Des heurts entre des Kurdes et la police syrienne font 14 morts
LEMONDE.FR | 14.03.04
Des violences lors d'un match de football à Kamechli, dans le nord-est de la Syrie, et des émeutes de Kurdes qui ont suivi ont fait 14 morts vendredi et samedi.
Cinq personnes, dont trois enfants, ont été tuées et des centaines de personnes ont été blessées dans des heurts qui ont éclaté, vendredi 12 mars, lors d'un match de football à Kamechli et dans la bousculade qui a suivi, ont dit des habitants. Samedi, une émeute de Kurdes s'est soldée par neuf autres morts, de 30 à 40 personnes hospitalisées et plusieurs bâtiments endommagés, ont rapporté des habitants et du personnel médical. Les émeutes se sont propagées aux localités voisines d'Amouda, Ras al-Ain et al-Hassaka, où des bâtiments ont aussi été endommagés.
Selon des sources reflétant généralement l'opinion gouvernementale, les incidents lors du match sont en train de prendre une dimension politique, allusion aux revendications de quelque 200 000 Kurdes qui ne sont pas reconnus comme des citoyens syriens.
L'une de ces sources a affirmé que le gouvernement était sur le point d'annoncer une solution au problème des Kurdes apatrides mais que la propagande de groupes kurdes interdits avait entravé ce processus. Certains membres d'un parti kurde interdit ont accusé la police d'avoir eu recours à une force excessive contre les Kurdes de Kamechli, ville située aux frontières avec la Turquie et l'Irak et qui compte de nombreux Kurdes.
Des Kurdes ont aussi bloqué la voie principale d'accès à Dummar, un faubourg de Damas, et ils ont endommagé plusieurs voitures avant d'être dispersés par la police anti-émeutes qui a procédé à plusieurs arrestations, ont rapporté des témoins. La police aurait par ailleurs dispersé des étudiants kurdes qui s'étaient rassemblés dans un dortoir de l'université de Damas. Les autorités syriennes n'ont fait aucun commentaire sur ces incidents.
En février, la Cour syrienne de sécurité d'Etat a condamné deux militants kurdes à trois ans de prison pour avoir cherché à créer un Etat séparatiste mais il a réduit leur peine aux quatorze mois qu'ils avaient déjà passés en prison. Ces hommes avaient organisé une manifestation de Kurdes demandant la citoyenneté et des droits égaux au reste de la population du pays. Selon des diplomates, leur petit parti kurde Yikiti, un groupe non autorisé, est considéré par les autorités comme un mouvement séparatiste.
DEUX MILLIONS DE KURDES
Le journal du parti au pouvoir en Syrie, Al-Baas, qualifie dimanche d'"incident regrettable qui afflige les Syriens" ces heurts mortels. "Les Syriens sont extrêmement sensibles lorsqu'il s'agit de leur unité nationale, de l'indépendance et de la stabilité du pays", écrit dans un éditorial Mahdi Dakhlallah, le rédacteur en chef du journal.
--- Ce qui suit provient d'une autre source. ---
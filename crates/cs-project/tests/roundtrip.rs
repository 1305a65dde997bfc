use cs_chemistry::{CatalogPreset, ChemistryProfile};
use cs_project::{
    CatalogDef, CellDef, LayoutKind, Project, ProjectError, ValidationError, load, load_json,
    load_yaml, save, save_json, save_yaml,
};
use cs_sim::Mode;

fn mixed_project() -> Project {
    Project {
        version: 1,
        name: "Bench".to_string(),
        catalog: CatalogDef::preset(CatalogPreset::Reference),
        layout: LayoutKind::Tabs,
        cells: vec![
            CellDef::with_label("Cell 1"),
            CellDef {
                label: "Cell 2".to_string(),
                chemistry: "LFP".to_string(),
                series: 10,
                parallel: 5,
                mode: Mode::Discharging,
                duration_s: 100,
                speed_multiplier: 7,
            },
        ],
    }
}

#[test]
fn roundtrip_yaml() {
    let project = mixed_project();
    let path = std::env::temp_dir().join("cs_project_roundtrip.yaml");

    save_yaml(&path, &project).unwrap();
    let loaded = load_yaml(&path).unwrap();

    assert_eq!(project, loaded);
}

#[test]
fn roundtrip_json_custom_catalog() {
    let mut project = Project::sidebar_default();
    project.catalog = CatalogDef::custom(vec![
        ChemistryProfile::new("Sodium-Ion", 3.1, 1.5, 0.9).unwrap(),
    ]);
    project.cells[0].chemistry = "Sodium-Ion".to_string();

    let path = std::env::temp_dir().join("cs_project_roundtrip.json");
    save_json(&path, &project).unwrap();
    let loaded = load_json(&path).unwrap();

    assert_eq!(project, loaded);
}

#[test]
fn extension_selects_format() {
    let project = Project::tabbed_default();
    let path = std::env::temp_dir().join("cs_project_by_extension.json");
    save(&path, &project).unwrap();

    let text = std::fs::read_to_string(&path).unwrap();
    assert!(text.trim_start().starts_with('{'));
    assert_eq!(load(&path).unwrap(), project);
}

#[test]
fn yaml_uses_defaults_for_optional_fields() {
    let yaml = r#"
version: 1
name: Minimal
cells:
  - label: Only
    chemistry: NMC
    series: 2
    parallel: 1
    duration_s: 30
"#;
    let project: Project = serde_yaml::from_str(yaml).unwrap();
    assert_eq!(project.layout, LayoutKind::Tabs);
    assert_eq!(project.catalog, CatalogDef::preset(CatalogPreset::Reference));
    assert_eq!(project.cells[0].mode, Mode::Charging);
    assert_eq!(project.cells[0].speed_multiplier, 1);
    cs_project::validate_project(&project).unwrap();
}

#[test]
fn yaml_catalog_and_layout_spelling() {
    let yaml = r#"
version: 1
name: Sidebar
catalog:
  type: preset
  preset: compact
layout: sidebar
cells:
  - label: Cell 1
    chemistry: NiMH
    series: 1
    parallel: 1
    mode: Discharging
    duration_s: 10
    speed_multiplier: 3
"#;
    let project: Project = serde_yaml::from_str(yaml).unwrap();
    assert_eq!(project.catalog, CatalogDef::preset(CatalogPreset::Compact));
    assert_eq!(project.layout, LayoutKind::Sidebar);
    assert_eq!(project.cells[0].mode, Mode::Discharging);
}

#[test]
fn invalid_project_is_not_written() {
    let mut project = mixed_project();
    project.cells[1].series = 0;
    let path = std::env::temp_dir().join("cs_project_invalid_not_written.yaml");
    let _ = std::fs::remove_file(&path);

    let err = save_yaml(&path, &project).unwrap_err();
    assert!(matches!(
        err,
        ProjectError::Validation(ValidationError::InvalidValue { .. })
    ));
    assert!(!path.exists());
}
Intitulé "Le houliganisme va-t-il déferler sur nos stades" l'article du Baas affirme que "la situation aurait dû rester sous contrôle à l'intérieur du stade". Mais, poursuit M. Dakhlallah, "des groupes sont intervenus pour semer la discorde conformément à un plan visant à nuire à la Syrie et à contribuer aux pressions qui sont exercées sur elle". "Ces groupes ont répété des slogans contraires à l'unité nationale, ont agressé les joueurs et le public, transformant le stade en un lieu de combats sanglants".
"Il faut traiter ces événements avec sagesse et fermeté, car la sécurité de la patrie et des citoyens est la première des priorités", conclut le journal.
Les Kurdes sont au nombre de deux millions environ sur une population totale de 17 millions d'habitants majoritairement arabes, mais les autorités syriennes évitent de présenter les Kurdes comme une minorité distincte, soulignant l'importance de l'unité nationale.